GOAL OF THE EXERCISE: Would you write out all of the entries below, exactly as they stand?

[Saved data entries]

[Start of Attachment]

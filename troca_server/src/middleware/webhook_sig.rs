//! Stripe webhook signature middleware for Actix Web.
//!
//! Stripe signs every webhook delivery with the endpoint's signing secret. The signature arrives in the
//! `Stripe-Signature` header as a timestamp plus one or more HMAC-SHA256 digests over `"{timestamp}.{body}"`.
//!
//! Wrap the webhook route with this middleware to reject deliveries whose signature is missing, stale or wrong
//! before the handler ever runs. The raw body is consumed for verification and re-injected afterwards, so the
//! handler can deserialize the payload as usual.

use std::{
    future::{ready, Ready},
    rc::Rc,
};

use actix_http::h1;
use actix_web::{
    dev::{forward_ready, Payload, Service, ServiceRequest, ServiceResponse, Transform},
    error::ErrorBadRequest,
    web,
    Error,
};
use futures::future::LocalBoxFuture;
use log::{trace, warn};
use stripe_tools::verify_webhook_signature;
use troca_common::Secret;

pub const STRIPE_SIGNATURE_HEADER: &str = "Stripe-Signature";

pub struct WebhookSignatureMiddlewareFactory {
    secret: Secret<String>,
}

impl WebhookSignatureMiddlewareFactory {
    pub fn new(secret: Secret<String>) -> Self {
        Self { secret }
    }
}

impl<S, B> Transform<S, ServiceRequest> for WebhookSignatureMiddlewareFactory
where
    S: Service<ServiceRequest, Response = ServiceResponse<B>, Error = Error> + 'static,
    S::Future: 'static,
    B: 'static,
{
    type Error = Error;
    type Future = Ready<Result<Self::Transform, Self::InitError>>;
    type InitError = ();
    type Response = ServiceResponse<B>;
    type Transform = WebhookSignatureMiddlewareService<S>;

    fn new_transform(&self, service: S) -> Self::Future {
        ready(Ok(WebhookSignatureMiddlewareService { secret: self.secret.clone(), service: Rc::new(service) }))
    }
}

pub struct WebhookSignatureMiddlewareService<S> {
    secret: Secret<String>,
    service: Rc<S>,
}

impl<S, B> Service<ServiceRequest> for WebhookSignatureMiddlewareService<S>
where
    S: Service<ServiceRequest, Response = ServiceResponse<B>, Error = Error> + 'static,
    S::Future: 'static,
    B: 'static,
{
    type Error = Error;
    type Future = LocalBoxFuture<'static, Result<Self::Response, Self::Error>>;
    type Response = ServiceResponse<B>;

    forward_ready!(service);

    fn call(&self, mut req: ServiceRequest) -> Self::Future {
        let service = Rc::clone(&self.service);
        let secret = self.secret.reveal().clone();
        Box::pin(async move {
            trace!("🔐️ Checking webhook signature for request");
            let data = req.extract::<web::Bytes>().await.map_err(|e| {
                warn!("🔐️ Failed to extract request data: {:?}", e);
                ErrorBadRequest("Failed to extract request data.")
            })?;
            let header = req
                .headers()
                .get(STRIPE_SIGNATURE_HEADER)
                .and_then(|v| v.to_str().ok())
                .map(|v| v.to_string())
                .ok_or_else(|| {
                    warn!("🔐️ No webhook signature found in request. denying access.");
                    ErrorBadRequest("No webhook signature found.")
                })?;
            match verify_webhook_signature(&secret, &header, data.as_ref()) {
                Ok(()) => {
                    trace!("🔐️ Webhook signature check for request ✅️");
                    req.set_payload(bytes_to_payload(data));
                    service.call(req).await
                },
                Err(e) => {
                    warn!("🔐️ Invalid webhook signature found in request. denying access. {e}");
                    Err(ErrorBadRequest("Invalid webhook signature."))
                },
            }
        })
    }
}

fn bytes_to_payload(buf: web::Bytes) -> Payload {
    let (_, mut pl) = h1::Payload::create(true);
    pl.unread_data(buf);
    Payload::from(pl)
}
mod centavos;

pub mod op;
mod secret;

pub use centavos::{Centavos, CentavosConversionError, BRL_CURRENCY_CODE, BRL_CURRENCY_CODE_LOWER};
pub use secret::Secret;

[End of Attachment]

EXERCISE ANSWER:
filename troca_server/src/middleware/webhook_sig.rs
//! Stripe webhook signature middleware for Actix Web.
//!
//! Stripe signs every webhook delivery with the endpoint's signing secret. The signature arrives in the
//! `Stripe-Signature` header as a timestamp plus one or more HMAC-SHA256 digests over `"{timestamp}.{body}"`.
//!
//! Wrap the webhook route with this middleware to reject deliveries whose signature is missing, stale or wrong
//! before the handler ever runs. The raw body is consumed for verification and re-injected afterwards, so the
//! handler can deserialize the payload as usual.

use std::{
    future::{ready, Ready},
    rc::Rc,
};

use actix_http::h1;
use actix_web::{
    dev::{forward_ready, Payload, Service, ServiceRequest, ServiceResponse, Transform},
    error::ErrorBadRequest,
    web,
    Error,
};
use futures::future::LocalBoxFuture;
use log::{trace, warn};
use stripe_tools::verify_webhook_signature;
use troca_common::Secret;

pub const STRIPE_SIGNATURE_HEADER: &str = "Stripe-Signature";

pub struct WebhookSignatureMiddlewareFactory {
    secret: Secret<String>,
}

impl WebhookSignatureMiddlewareFactory {
    pub fn new(secret: Secret<String>) -> Self {
        Self { secret }
    }
}

impl<S, B> Transform<S, ServiceRequest> for WebhookSignatureMiddlewareFactory
where
    S: Service<ServiceRequest, Response = ServiceResponse<B>, Error = Error> + 'static,
    S::Future: 'static,
    B: 'static,
{
    type Error = Error;
    type Future = Ready<Result<Self::Transform, Self::InitError>>;
    type InitError = ();
    type Response = ServiceResponse<B>;
    type Transform = WebhookSignatureMiddlewareService<S>;

    fn new_transform(&self, service: S) -> Self::Future {
        ready(Ok(WebhookSignatureMiddlewareService { secret: self.secret.clone(), service: Rc::new(service) }))
    }
}

pub struct WebhookSignatureMiddlewareService<S> {
    secret: Secret<String>,
    service: Rc<S>,
}

impl<S, B> Service<ServiceRequest> for WebhookSignatureMiddlewareService<S>
where
    S: Service<ServiceRequest, Response = ServiceResponse<B>, Error = Error> + 'static,
    S::Future: 'static,
    B: 'static,
{
    type Error = Error;
    type Future = LocalBoxFuture<'static, Result<Self::Response, Self::Error>>;
    type Response = ServiceResponse<B>;

    forward_ready!(service);

    fn call(&self, mut req: ServiceRequest) -> Self::Future {
        let service = Rc::clone(&self.service);
        let secret = self.secret.reveal().clone();
        Box::pin(async move {
            trace!("🔐️ Checking webhook signature for request");
            let data = req.extract::<web::Bytes>().await.map_err(|e| {
                warn!("🔐️ Failed to extract request data: {:?}", e);
                ErrorBadRequest("Failed to extract request data.")
            })?;
            let header = req
                .headers()
                .get(STRIPE_SIGNATURE_HEADER)
                .and_then(|v| v.to_str().ok())
                .map(|v| v.to_string())
                .ok_or_else(|| {
                    warn!("🔐️ No webhook signature found in request. denying access.");
                    ErrorBadRequest("No webhook signature found.")
                })?;
            match verify_webhook_signature(&secret, &header, data.as_ref()) {
                Ok(()) => {
                    trace!("🔐️ Webhook signature check for request ✅️");
                    req.set_payload(bytes_to_payload(data));
                    service.call(req).await
                },
                Err(e) => {
                    warn!("🔐️ Invalid webhook signature found in request. denying access. {e}");
                    Err(ErrorBadRequest("Invalid webhook signature."))
                },
            }
        })
    }
}

fn bytes_to_payload(buf: web::Bytes) -> Payload {
    let (_, mut pl) = h1::Payload::create(true);
    pl.unread_data(buf);
    Payload::from(pl)
}
mod centavos;

pub mod op;
mod secret;

pub use centavos::{Centavos, CentavosConversionError, BRL_CURRENCY_CODE, BRL_CURRENCY_CODE_LOWER};
pub use secret::Secret;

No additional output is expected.